* _Task inputs_
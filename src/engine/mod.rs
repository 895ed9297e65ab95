//! Estimate calculation engine
//!
//! Pure functions from a project configuration and a pricing catalog to a
//! fully itemized `CostBreakdown`. Nothing here performs I/O or keeps state
//! between calls, so it is safe to invoke from any number of handlers at once.

pub mod area;
pub mod colors;
pub mod equipment;
pub mod logistics;
pub mod materials;
pub mod surface;

use rust_decimal::prelude::*;

use crate::domain::{
    sum_costs, BasketballCourtType, CoatingQuantity, CostBreakdown, CostCategory, LineItem,
    MaterialOrder, PricingCatalog, ProjectConfiguration, ServiceRates, Sports, Unit,
};

const COST_PER_SQFT_DP: u32 = 4;

fn line_painting_items(sports: &Sports, services: &ServiceRates) -> [Option<LineItem>; 3] {
    let basketball_label = match sports.basketball.court_type {
        BasketballCourtType::Full => "Basketball line painting (full court)",
        BasketballCourtType::Half => "Basketball line painting (half court)",
    };

    [
        LineItem::priced(
            "tennis_lines",
            "Tennis line painting",
            sports.tennis.courts() as f64,
            Unit::Court,
            services.tennis_lines,
        ),
        LineItem::priced(
            "pickleball_lines",
            "Pickleball line painting",
            sports.pickleball.courts() as f64,
            Unit::Court,
            services.pickleball_lines,
        ),
        LineItem::priced(
            "basketball_lines",
            basketball_label,
            sports.basketball.courts() as f64,
            Unit::Court,
            services.basketball_lines(sports.basketball.court_type),
        ),
    ]
}

/// Run the whole pipeline for one recalculation request.
///
/// Margin is applied here and nowhere else.
pub fn calculate_estimate(
    config: &ProjectConfiguration,
    catalog: &PricingCatalog,
) -> CostBreakdown {
    let square_footage = config.square_footage();

    // Areas -> per-surface paint -> pooled per-color order
    let plan = area::plan_surfaces(&config.sports, &config.apron, square_footage);
    let surfaces = colors::colored_surfaces(&plan.surfaces);
    let color_summary = colors::aggregate_by_color(&surfaces, catalog.materials.color_coat);

    let resurfacer = materials::two_coat_quantity(square_footage);
    let color_coat = CoatingQuantity {
        gallons: color_summary
            .values()
            .fold(0u64, |acc, c| acc.saturating_add(c.gallons)),
        drums: color_summary
            .values()
            .fold(0u64, |acc, c| acc.saturating_add(c.drums)),
    };
    let color_coat_cost = sum_costs(color_summary.values().map(|c| c.cost));

    let prep = surface::prep_quantities(config);
    let specialty = surface::specialty_quantities(config);

    let surface_prep =
        surface::surface_prep_costs(config, &prep, &catalog.materials, &catalog.services);

    let color_coat_item = (color_coat.drums > 0).then(|| LineItem {
        key: "color_coat".to_string(),
        label: "Color coat (pooled by color)".to_string(),
        quantity: color_coat.drums as f64,
        unit: Unit::Drum,
        unit_price: colors::drum_price(catalog.materials.color_coat),
        cost: color_coat_cost,
    });

    let coating = CostCategory::from_items(
        [
            LineItem::priced(
                "resurfacer",
                "Acrylic resurfacer",
                resurfacer.drums as f64,
                Unit::Drum,
                colors::drum_price(catalog.materials.resurfacer),
            ),
            color_coat_item,
        ]
        .into_iter()
        .chain(line_painting_items(&config.sports, &catalog.services)),
    );

    let equipment = equipment::equipment_costs(&config.equipment, &catalog.equipment);
    let logistics = logistics::logistics_costs(&config.logistics, &catalog.services);
    let other = surface::other_costs(config, &specialty, &catalog.materials);

    // Saturating throughout: absurd quantities cap at Decimal::MAX
    let subtotal = sum_costs(
        [&surface_prep, &coating, &equipment, &logistics, &other]
            .iter()
            .map(|category| category.total),
    );
    let margin_percent = Decimal::from_f64(config.margin_percent()).unwrap_or(Decimal::ZERO);
    let margin_amount = subtotal.saturating_mul(margin_percent) / Decimal::ONE_HUNDRED;
    let total = subtotal.saturating_add(margin_amount);

    let cost_per_square_foot = match Decimal::from_f64(square_footage) {
        Some(sqft) if sqft > Decimal::ZERO => total
            .checked_div(sqft)
            .unwrap_or(Decimal::MAX)
            .round_dp(COST_PER_SQFT_DP),
        _ => Decimal::ZERO,
    };

    tracing::debug!(
        square_footage,
        surfaces = surfaces.len(),
        colors = color_summary.len(),
        subtotal = %subtotal,
        total = %total,
        "Estimate calculated"
    );

    CostBreakdown {
        square_footage,
        substrate_type: config.substrate_type,
        apron_area: plan.apron_area(),
        surfaces,
        material_order: MaterialOrder {
            resurfacer,
            color_coat,
            patch_mix: prep.patch_mix,
            major_crack_mix: prep.major_crack_mix,
            crack_filler_gallons: prep.crack_filler_gallons,
            mesh_rolls: specialty.mesh_rolls,
            mesh_primer_gallons: specialty.mesh_primer_gallons,
            cushion_base_gallons: specialty.cushion_base_gallons,
            cushion_finish_gallons: specialty.cushion_finish_gallons,
        },
        logistics_summary: logistics::logistics_summary(&config.logistics),
        surface_prep,
        coating,
        equipment,
        logistics,
        other,
        color_summary,
        subtotal,
        margin_percent,
        margin_amount,
        total,
        cost_per_square_foot,
    }
}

* _Exercise directions_
Where in the listing does the string "subtotal" appear? Copy every line that has it.

* _Problem solution_
    let subtotal = sum_costs(
    let margin_amount = subtotal.saturating_mul(margin_percent) / Decimal::ONE_HUNDRED;
    let total = subtotal.saturating_add(margin_amount);
        subtotal = %subtotal,
        subtotal,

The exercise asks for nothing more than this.